* _TASK MATERIAL_
//! Multiplexed remote shell, port forwarding and SOCKS5 proxying over a
//! single connection.
//!
//! Two processes form a session: a *master* that drives and a *slave*
//! that executes. Either side may listen or connect; once the transport
//! is up, the master multiplexes an interactive foreground (raw stdio or
//! a command, optionally under a pty), TCP and UDP port forwards in both
//! directions, and a SOCKS5 proxy across it. Typed control messages ride
//! two dedicated streams; every service gets its own data streams.

pub mod cancel;
pub mod config;
pub mod error;
pub mod exec;
pub mod fg;
pub mod forward;
pub mod mux;
pub mod net;
pub mod pipe;
pub mod proto;
pub mod session;
pub mod socks;
pub mod term;

use std::path::PathBuf;
use std::time::Duration;

use anyhow::{Context, Result};
use clap::{Args, Parser, Subcommand};
use log::{error, info};

use config::{
  Address, Endpoint, ForwardSpec, MasterConfig, SharedConfig, SlaveConfig, Tuning,
  ValidationError,
};
use net::StdioConduit;
use session::{MasterSession, SlaveSession};

/// Burrow - remote shell and tunneling over one multiplexed connection.
#[derive(Debug, Parser)]
#[command(author, version, about, long_about = None)]
pub struct Cli {
  #[command(subcommand)]
  pub role: Role,
}

#[derive(Debug, Subcommand)]
pub enum Role {
  /// Drive the session: run the foreground and issue service requests.
  Master {
    #[command(subcommand)]
    mode: MasterMode,
  },
  /// Execute whatever the master asks for.
  Slave {
    #[command(subcommand)]
    mode: SlaveMode,
  },
}

#[derive(Debug, Subcommand)]
pub enum MasterMode {
  /// Bind the address and wait for the slave.
  Listen(MasterArgs),
  /// Connect out to a listening slave.
  Connect(MasterArgs),
}

#[derive(Debug, Subcommand)]
pub enum SlaveMode {
  /// Bind the address and wait for the master.
  Listen(SlaveArgs),
  /// Connect out to a listening master.
  Connect(SlaveArgs),
}

#[derive(Debug, Args)]
pub struct MasterArgs {
  /// Transport address, e.g. tcp://0.0.0.0:4444
  pub addr: String,
  /// Command for the foreground job; omit to pipe raw stdio instead
  #[arg(long, default_value = "")]
  pub exec: String,
  /// Run the foreground command inside a pty on the slave
  #[arg(long)]
  pub pty: bool,
  /// Append every foreground byte, both directions, to this file
  #[arg(long, value_name = "FILE")]
  pub log_file: Option<PathBuf>,
  /// Local forward [U:]LOCALHOST:LPORT:REMOTEHOST:RPORT, repeatable
  #[arg(short = 'L', value_name = "SPEC")]
  pub local: Vec<String>,
  /// Remote forward [U:]LOCALHOST:LPORT:REMOTEHOST:RPORT, repeatable
  #[arg(short = 'R', value_name = "SPEC")]
  pub remote: Vec<String>,
  /// SOCKS5 proxy bind address HOST:PORT
  #[arg(short = 'D', long = "socks", value_name = "ADDR")]
  pub socks: Option<String>,
  #[command(flatten)]
  pub shared: SharedArgs,
}

#[derive(Debug, Args)]
pub struct SlaveArgs {
  /// Transport address, e.g. tcp://0.0.0.0:4444
  pub addr: String,
  #[command(flatten)]
  pub shared: SharedArgs,
}

#[derive(Debug, Args)]
pub struct SharedArgs {
  /// Opaque identity announced to the peer
  #[arg(long, default_value = "anonymous")]
  pub id: String,
  /// Handshake and control deadline ceiling, in seconds
  #[arg(long, default_value_t = 10)]
  pub timeout: u64,
  /// Log at debug level
  #[arg(short, long)]
  pub verbose: bool,
}

pub fn run() -> Result<()> {
  let cli = Cli::parse();
  match cli.role {
    Role::Master { mode } => {
      let (listen, args) = match mode {
        MasterMode::Listen(args) => (true, args),
        MasterMode::Connect(args) => (false, args),
      };
      init_logging(args.shared.verbose);
      let cfg = build_master_config(&args)?;
      run_master(listen, cfg)
    }
    Role::Slave { mode } => {
      let (listen, args) = match mode {
        SlaveMode::Listen(args) => (true, args),
        SlaveMode::Connect(args) => (false, args),
      };
      init_logging(args.shared.verbose);
      let cfg = build_slave_config(&args)?;
      run_slave(listen, cfg)
    }
  }
}

fn init_logging(verbose: bool) {
  let default = if verbose { "debug" } else { "info" };
  let _ = env_logger::Builder::from_env(env_logger::Env::default().default_filter_or(default))
    .format_timestamp_secs()
    .try_init();
}

fn build_shared(
  addr: &str,
  shared: &SharedArgs,
  offenders: &mut Vec<String>,
) -> Option<SharedConfig> {
  match addr.parse::<Address>() {
    Ok(address) => Some(SharedConfig {
      address,
      id: shared.id.clone(),
      verbose: shared.verbose,
      timeout: Duration::from_secs(shared.timeout.max(1)),
    }),
    Err(err) => {
      offenders.push(err);
      None
    }
  }
}

fn build_master_config(args: &MasterArgs) -> Result<MasterConfig> {
  let mut offenders = Vec::new();
  let shared = build_shared(&args.addr, &args.shared, &mut offenders);

  let mut locals = Vec::new();
  for spec in &args.local {
    match spec.parse::<ForwardSpec>() {
      Ok(spec) => locals.push(spec),
      Err(err) => offenders.push(err),
    }
  }
  let mut remotes = Vec::new();
  for spec in &args.remote {
    match spec.parse::<ForwardSpec>() {
      Ok(spec) => remotes.push(spec),
      Err(err) => offenders.push(err),
    }
  }
  let socks = match &args.socks {
    None => None,
    Some(spec) => match spec.parse::<Endpoint>() {
      Ok(endpoint) => Some(endpoint),
      Err(err) => {
        offenders.push(err);
        None
      }
    },
  };

  let cfg = shared.map(|shared| MasterConfig {
    shared,
    exec: args.exec.clone(),
    pty: args.pty,
    log_file: args.log_file.clone(),
    locals,
    remotes,
    socks,
  });
  if let Some(cfg) = &cfg {
    offenders.extend(cfg.validate());
  }
  report_offenders(offenders)?;
  cfg.ok_or_else(|| ValidationError.into())
}

fn build_slave_config(args: &SlaveArgs) -> Result<SlaveConfig> {
  let mut offenders = Vec::new();
  let shared = build_shared(&args.addr, &args.shared, &mut offenders);
  report_offenders(offenders)?;
  shared
    .map(|shared| SlaveConfig { shared })
    .ok_or_else(|| ValidationError.into())
}

/// Lists every offender before failing, so one run surfaces all of them.
fn report_offenders(offenders: Vec<String>) -> Result<()> {
  if offenders.is_empty() {
    return Ok(());
  }
  for offender in &offenders {
    error!("{offender}");
  }
  Err(ValidationError.into())
}

fn run_master(listen: bool, cfg: MasterConfig) -> Result<()> {
  let tuning = Tuning::with_ceiling(cfg.shared.timeout);
  let transport = establish_transport(listen, &cfg.shared.address)?;
  let remote = peer_name(&transport);
  let session = MasterSession::establish(Box::new(transport), &cfg, tuning)?;
  info!("session established with {} at {remote}", session.peer_id());
  let result = session.run(&cfg, Box::new(StdioConduit::new()));
  info!("session with {remote} closed");
  result.map_err(Into::into)
}

fn run_slave(listen: bool, cfg: SlaveConfig) -> Result<()> {
  let tuning = Tuning::with_ceiling(cfg.shared.timeout);
  let transport = establish_transport(listen, &cfg.shared.address)?;
  let remote = peer_name(&transport);
  let session = SlaveSession::establish(Box::new(transport), &cfg, tuning)?;
  info!("session established with {} at {remote}", session.peer_id());
  let result = session.run(Some(Box::new(StdioConduit::new())));
  info!("session with {remote} closed");
  result.map_err(Into::into)
}

fn peer_name(transport: &std::net::TcpStream) -> String {
  transport
    .peer_addr()
    .map(|addr| addr.to_string())
    .unwrap_or_else(|_| "unknown".to_string())
}

fn establish_transport(listen: bool, address: &Address) -> Result<std::net::TcpStream> {
  if listen {
    info!("listening on {address}");
    net::listen_one(address, &cancel::Cancel::new()).context("waiting for a peer")
  } else {
    info!("connecting to {address}");
    net::connect(address).with_context(|| format!("connecting to {address}"))
  }
}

* _YOUR TASK_
Work out how many lines of the records contain "connecting", and reply with the number alone.

* _ANSWER BOX_
2